Each line below containing the word "Serialize" needs to be shown.

Dataset entries:
==============================

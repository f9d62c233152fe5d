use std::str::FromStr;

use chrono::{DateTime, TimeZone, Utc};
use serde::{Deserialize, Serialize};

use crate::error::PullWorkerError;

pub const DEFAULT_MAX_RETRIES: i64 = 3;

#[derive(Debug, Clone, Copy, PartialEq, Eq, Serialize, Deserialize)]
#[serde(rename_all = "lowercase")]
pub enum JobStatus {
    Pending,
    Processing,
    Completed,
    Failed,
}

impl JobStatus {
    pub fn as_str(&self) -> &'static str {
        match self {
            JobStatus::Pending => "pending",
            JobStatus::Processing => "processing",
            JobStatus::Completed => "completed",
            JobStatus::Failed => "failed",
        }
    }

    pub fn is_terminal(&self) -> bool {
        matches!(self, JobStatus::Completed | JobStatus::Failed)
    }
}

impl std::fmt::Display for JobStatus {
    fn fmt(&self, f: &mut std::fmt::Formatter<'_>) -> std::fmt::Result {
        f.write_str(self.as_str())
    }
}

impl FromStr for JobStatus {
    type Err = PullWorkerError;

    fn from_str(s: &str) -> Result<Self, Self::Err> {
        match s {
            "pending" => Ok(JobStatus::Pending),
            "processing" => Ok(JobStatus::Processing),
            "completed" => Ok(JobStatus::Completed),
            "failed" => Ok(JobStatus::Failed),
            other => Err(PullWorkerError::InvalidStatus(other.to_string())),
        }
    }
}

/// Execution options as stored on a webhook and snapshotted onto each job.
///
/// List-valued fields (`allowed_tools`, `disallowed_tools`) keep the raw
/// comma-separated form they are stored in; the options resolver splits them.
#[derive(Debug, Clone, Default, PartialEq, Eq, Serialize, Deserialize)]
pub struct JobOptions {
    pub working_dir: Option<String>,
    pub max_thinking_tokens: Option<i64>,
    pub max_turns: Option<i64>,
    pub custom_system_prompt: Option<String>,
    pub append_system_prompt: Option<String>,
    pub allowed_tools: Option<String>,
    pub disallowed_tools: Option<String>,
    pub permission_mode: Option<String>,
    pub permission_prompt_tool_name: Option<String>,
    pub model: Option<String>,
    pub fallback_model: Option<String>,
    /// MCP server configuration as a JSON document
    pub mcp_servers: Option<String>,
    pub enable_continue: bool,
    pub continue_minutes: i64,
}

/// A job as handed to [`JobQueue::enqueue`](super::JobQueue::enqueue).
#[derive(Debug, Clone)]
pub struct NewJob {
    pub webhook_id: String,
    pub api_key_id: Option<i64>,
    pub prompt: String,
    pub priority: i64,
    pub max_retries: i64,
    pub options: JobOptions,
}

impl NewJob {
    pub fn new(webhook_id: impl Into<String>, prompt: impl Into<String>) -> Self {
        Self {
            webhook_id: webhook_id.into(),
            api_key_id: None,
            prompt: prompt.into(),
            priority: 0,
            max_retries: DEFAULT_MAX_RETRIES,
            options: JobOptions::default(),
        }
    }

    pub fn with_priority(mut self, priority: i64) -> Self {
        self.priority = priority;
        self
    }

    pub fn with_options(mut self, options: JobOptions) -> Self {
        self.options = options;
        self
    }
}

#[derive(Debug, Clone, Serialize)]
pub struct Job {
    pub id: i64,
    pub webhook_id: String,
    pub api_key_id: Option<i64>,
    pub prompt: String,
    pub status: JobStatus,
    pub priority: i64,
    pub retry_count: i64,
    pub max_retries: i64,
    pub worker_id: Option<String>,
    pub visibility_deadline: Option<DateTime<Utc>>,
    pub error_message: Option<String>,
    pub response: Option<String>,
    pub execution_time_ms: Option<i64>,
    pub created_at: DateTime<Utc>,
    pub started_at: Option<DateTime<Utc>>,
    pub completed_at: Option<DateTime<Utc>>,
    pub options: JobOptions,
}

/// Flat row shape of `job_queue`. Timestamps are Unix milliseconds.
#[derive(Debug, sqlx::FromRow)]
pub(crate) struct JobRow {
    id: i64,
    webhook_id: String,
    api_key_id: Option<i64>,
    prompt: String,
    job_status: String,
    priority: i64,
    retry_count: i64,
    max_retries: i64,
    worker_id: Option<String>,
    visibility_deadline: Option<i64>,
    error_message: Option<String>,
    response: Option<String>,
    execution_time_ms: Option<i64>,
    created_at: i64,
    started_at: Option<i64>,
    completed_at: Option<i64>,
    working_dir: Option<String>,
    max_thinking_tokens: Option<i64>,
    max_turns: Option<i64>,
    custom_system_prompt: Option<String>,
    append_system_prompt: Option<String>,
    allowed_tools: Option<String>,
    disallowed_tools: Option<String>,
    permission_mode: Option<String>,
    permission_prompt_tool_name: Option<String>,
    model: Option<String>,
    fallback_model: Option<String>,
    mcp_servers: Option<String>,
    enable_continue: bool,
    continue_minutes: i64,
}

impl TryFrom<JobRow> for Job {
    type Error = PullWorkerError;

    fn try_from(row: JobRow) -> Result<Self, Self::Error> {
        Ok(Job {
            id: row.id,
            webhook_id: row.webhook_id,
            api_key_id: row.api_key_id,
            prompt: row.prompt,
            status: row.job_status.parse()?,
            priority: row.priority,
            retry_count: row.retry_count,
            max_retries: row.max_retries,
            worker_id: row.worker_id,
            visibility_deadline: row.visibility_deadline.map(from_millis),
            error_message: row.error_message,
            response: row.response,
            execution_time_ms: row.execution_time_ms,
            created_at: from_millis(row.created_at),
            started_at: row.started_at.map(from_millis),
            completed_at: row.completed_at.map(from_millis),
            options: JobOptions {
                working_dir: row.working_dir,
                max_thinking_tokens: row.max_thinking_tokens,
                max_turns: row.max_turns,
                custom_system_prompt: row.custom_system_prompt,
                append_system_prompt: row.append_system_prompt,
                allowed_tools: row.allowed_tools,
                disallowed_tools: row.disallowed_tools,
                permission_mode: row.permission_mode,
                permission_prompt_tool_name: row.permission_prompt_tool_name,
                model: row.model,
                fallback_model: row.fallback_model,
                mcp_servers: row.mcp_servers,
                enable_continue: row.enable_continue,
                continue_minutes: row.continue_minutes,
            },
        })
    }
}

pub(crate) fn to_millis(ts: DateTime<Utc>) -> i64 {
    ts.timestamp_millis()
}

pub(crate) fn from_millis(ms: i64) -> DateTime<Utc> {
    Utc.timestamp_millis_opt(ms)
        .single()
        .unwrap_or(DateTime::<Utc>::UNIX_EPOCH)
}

==============================

Result of the exercise —
use serde::{Deserialize, Serialize};
#[derive(Debug, Clone, Copy, PartialEq, Eq, Serialize, Deserialize)]
#[derive(Debug, Clone, Default, PartialEq, Eq, Serialize, Deserialize)]
#[derive(Debug, Clone, Serialize)]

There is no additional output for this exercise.